Pourtant, je ne lui demande pas de faire des détours mais d’aller juste tout
droit, au plus près en face, là où mon regard se cogne chaque jour, sur ce
désir calcaire, ce roc grand et imposant. Patient malgré les incursions de la
mer, il reste là en position et c’est lui qui montre le chemin. La mer
saura-t-elle le reconnaître ? Sûrement, car sa beauté ne peut pas décevoir.

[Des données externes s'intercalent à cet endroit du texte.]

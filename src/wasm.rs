//! Browser host glue
//!
//! The page owns rendering, audio and the animation-frame loop. It feeds
//! pointer/keyboard state in, calls `frame` once per animation callback and
//! reads the HUD and effect events back out as JSON.

use std::cell::Cell;
use std::rc::Rc;
use std::sync::Arc;

use glam::Vec2;
use wasm_bindgen::prelude::*;

use crate::host::{InputProvider, MoveInput};
use crate::sim::{Game, GameEvent, TickInput};
use crate::tuning::Tuning;

#[wasm_bindgen(start)]
pub fn wasm_start() {
    console_error_panic_hook::set_once();
    if console_log::init_with_level(log::Level::Info).is_err() {
        web_sys::console::warn_1(&"logger already initialised".into());
    }
}

/// Latest pointer/keyboard state reported by the page
#[derive(Debug, Default)]
struct PageInput {
    movement: MoveInput,
    aim: Option<Vec2>,
}

impl InputProvider for PageInput {
    fn move_direction(&self) -> MoveInput {
        self.movement
    }

    fn aim_world_point(&self) -> Option<Vec2> {
        self.aim
    }
}

fn js_error(err: impl std::fmt::Display) -> JsValue {
    JsValue::from_str(&err.to_string())
}

/// A game instance driven from JavaScript
#[wasm_bindgen]
pub struct WebGame {
    game: Game,
    page: PageInput,
    fire: bool,
    autopilot: bool,
    /// One-shot buttons, cleared after the next frame
    pending: TickInput,
    last_time: Option<f64>,
    visible: Rc<Cell<bool>>,
    _on_visibility: Option<Closure<dyn FnMut(web_sys::Event)>>,
}

#[wasm_bindgen]
impl WebGame {
    /// Create a game. `tuning_json` overrides the built-in balance when given.
    #[wasm_bindgen(constructor)]
    pub fn new(seed: f64, tuning_json: Option<String>) -> Result<WebGame, JsValue> {
        let tuning = match tuning_json {
            Some(json) => Tuning::from_json(&json).map_err(js_error)?,
            None => Tuning::default(),
        };
        let game = Game::new(seed as u64, Arc::new(tuning)).map_err(js_error)?;

        let visible = Rc::new(Cell::new(true));
        let on_visibility = watch_visibility(Rc::clone(&visible));

        Ok(WebGame {
            game,
            page: PageInput::default(),
            fire: false,
            autopilot: false,
            pending: TickInput::default(),
            last_time: None,
            visible,
            _on_visibility: on_visibility,
        })
    }

    pub fn finish_loading(&mut self) -> Result<(), JsValue> {
        self.game.finish_loading().map_err(js_error)
    }

    /// Movement from keys or the virtual stick, already normalized
    pub fn set_move(&mut self, x: f32, z: f32, moving: bool) {
        self.page.movement = MoveInput { x, z, moving };
    }

    /// Ground point under the cursor
    pub fn set_aim(&mut self, x: f32, z: f32) {
        self.page.aim = Some(Vec2::new(x, z));
    }

    pub fn clear_aim(&mut self) {
        self.page.aim = None;
    }

    pub fn set_fire(&mut self, held: bool) {
        self.fire = held;
    }

    pub fn set_autopilot(&mut self, enabled: bool) {
        self.autopilot = enabled;
    }

    pub fn press_pause(&mut self) {
        self.pending.pause = true;
    }

    pub fn press_advance(&mut self) {
        self.pending.advance = true;
    }

    pub fn press_restart(&mut self) {
        self.pending.restart = true;
    }

    pub fn set_time_scale(&mut self, scale: f32) {
        self.game.set_time_scale(scale);
    }

    /// Advance from a `requestAnimationFrame` timestamp (milliseconds)
    pub fn frame(&mut self, time_ms: f64) -> Result<(), JsValue> {
        let dt = self.last_time.map_or(0.0, |last| ((time_ms - last) / 1000.0) as f32);
        self.last_time = Some(time_ms);
        self.game.set_visible(self.visible.get());

        let buttons = std::mem::take(&mut self.pending);
        let input = TickInput {
            fire: self.fire,
            pause: buttons.pause,
            advance: buttons.advance,
            restart: buttons.restart,
            autopilot: self.autopilot,
            ..TickInput::from_provider(&self.page)
        };
        self.game.tick(dt, &input).map_err(js_error)
    }

    pub fn phase(&self) -> String {
        format!("{:?}", self.game.phase())
    }

    pub fn hud_json(&self) -> Result<String, JsValue> {
        serde_json::to_string(self.game.hud()).map_err(js_error)
    }

    pub fn stats_json(&self) -> Result<String, JsValue> {
        serde_json::to_string(self.game.stats()).map_err(js_error)
    }

    /// Pending effect events as a JSON array
    pub fn drain_events_json(&mut self) -> Result<String, JsValue> {
        serde_json::to_string(&self.game.drain_events()).map_err(js_error)
    }

    /// Call `callback` with each pending event as a JSON string
    pub fn flush_events(&mut self, callback: &js_sys::Function) {
        let mut sink = |event: &GameEvent| match serde_json::to_string(event) {
            Ok(json) => {
                if let Err(err) = callback.call1(&JsValue::NULL, &JsValue::from_str(&json)) {
                    log::warn!("Effect callback failed: {:?}", err);
                }
            }
            Err(err) => log::warn!("Could not encode {:?}: {}", event, err),
        };
        self.game.flush_to(&mut sink);
    }
}

/// Track `document.visibilityState` so hidden tabs get the larger delta cap
fn watch_visibility(visible: Rc<Cell<bool>>) -> Option<Closure<dyn FnMut(web_sys::Event)>> {
    let document = web_sys::window()?.document()?;
    visible.set(document.visibility_state() == web_sys::VisibilityState::Visible);

    let watched = document.clone();
    let closure = Closure::<dyn FnMut(_)>::new(move |_event: web_sys::Event| {
        let now_visible = watched.visibility_state() == web_sys::VisibilityState::Visible;
        if now_visible != visible.get() {
            log::info!("Page {}", if now_visible { "visible" } else { "hidden" });
        }
        visible.set(now_visible);
    });
    if let Err(err) = document.add_event_listener_with_callback("visibilitychange", closure.as_ref().unchecked_ref()) {
        log::warn!("Could not watch page visibility: {:?}", err);
        return None;
    }
    Some(closure)
}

Alors, quand j’ai embarqué j’ai fait de ce
bateau ma maison. Ma maison-bateau. C’est à la fois un point de repère et un
esquif fragile ballotté par la marée de l’Océan Atlantique, par le ressac des
eaux grises de la Manche, par les vagues transparentes de la Mer Méditerranée,
par celles de la Mer Adriatique, par
les eaux bleues de la Mer d'Alboran, par celles de la Mer des Baléares, par les flots du Golfe de
Corinthe, par
ceux de la Mer de Crète, par ceux de la Mer Égée, par la marée du Golfe de Gabès, par celle
du Détroit de Gibraltar, par celle de la Mer
Ionienne, par les vagues du Bassin Levantin, par celles de la Mer de Libye, par celles de la Mer Ligure, par le ressac du Golfe du Lion, par celui de la Mer de Myrto, par celui de la Mer de Sardaigne, par celui de la Mer de
Sicile, par les flots du Canal de Sicile, par ceux du Golfe Saronique, par ceux
du Golfe de Syrte, par les vagues du Golfe Thermaïque, par celles de la Mer de Thrace et par celles de la Mer Tyrrhénienne.
Me voilà à bord. Et
je sens la clarté de l’eau s’éloigner. On ne m’a pas tout dit, pas le passeur
en tout cas. Pourtant tout se déroule avec une grande simplicité. Il y a eu des
rumeurs de tempête, de lutte, mais les vents ont balayé tout cela. Il n’en est
rien. La mer est restée plate, à peine quelques clapotis. Pas de signal
d’alerte. Pas de MAYDAY. Pas de message aux garde-côtes. Juste un naufrage pur
et simple, sûrement intentionnel. Et c’est là que je vois cette embarcation
pourrie, vieille, disloquée et fendue, rapiécée et usée qui n’a de cesse de
prendre l’eau et qui coule et coule à l’infini. L’éclat calcaire du rocher dans
ma pupille cesse alors de briller et je retourne lentement à mon obscurité, le
corps détrempé. Quand on coule, tout est question de poids, puisque tout corps plongé dans un liquide reçoit une poussée, qui
s'exerce de bas en haut, et qui est égale au poids du volume de liquide
déplacé. Alors je joue au bouchon, la tête hors de l’eau, je monte,
flotte, pousse et je descends, coule, sombre. Jusqu’à ce que tout devienne
immobile, comme dans tout lieu éternel. Pourtant j’aperçois encore ce fil noir
et je sais que je n’ai pas encore passé la ligne d’horizon. Je le fixe
intensément et je m’aperçois qu’il n’est pas noir en réalité, qu’un halo jaune
l’entoure et qu’il est moucheté de petits points verts comme de minuscules
palmiers disposés le long d’une plage de sable. Je pense alors que l’eau ne m’a
pas encore tué, qu’elle me laisse filer comme dans un rêve. Et je n’ai de cesse
de me cogner à cette ligne qui accroche tant mon regard.
Des bouts, voilà ce
qu’il reste. De nous, des bateaux. Eux aussi, comme nous, ils ne coulent que
quand ils ne leur restent qu’un seul bout de bois. Des bouts au milieu des sacs
en plastique qui flottent, des papiers déteints, des lunettes de soleil, des
faux passeports, des jeans élimés et des baskets sans lacet, des bouts sur
lesquels des coquillages marins ont élu domicile sans perdre de temps, en s’y
incrustant. En faisant de nous leur terre d’adoption, ces mollusques parasites
nous donne alors, étrange paradoxe, la possibilité de les accueillir.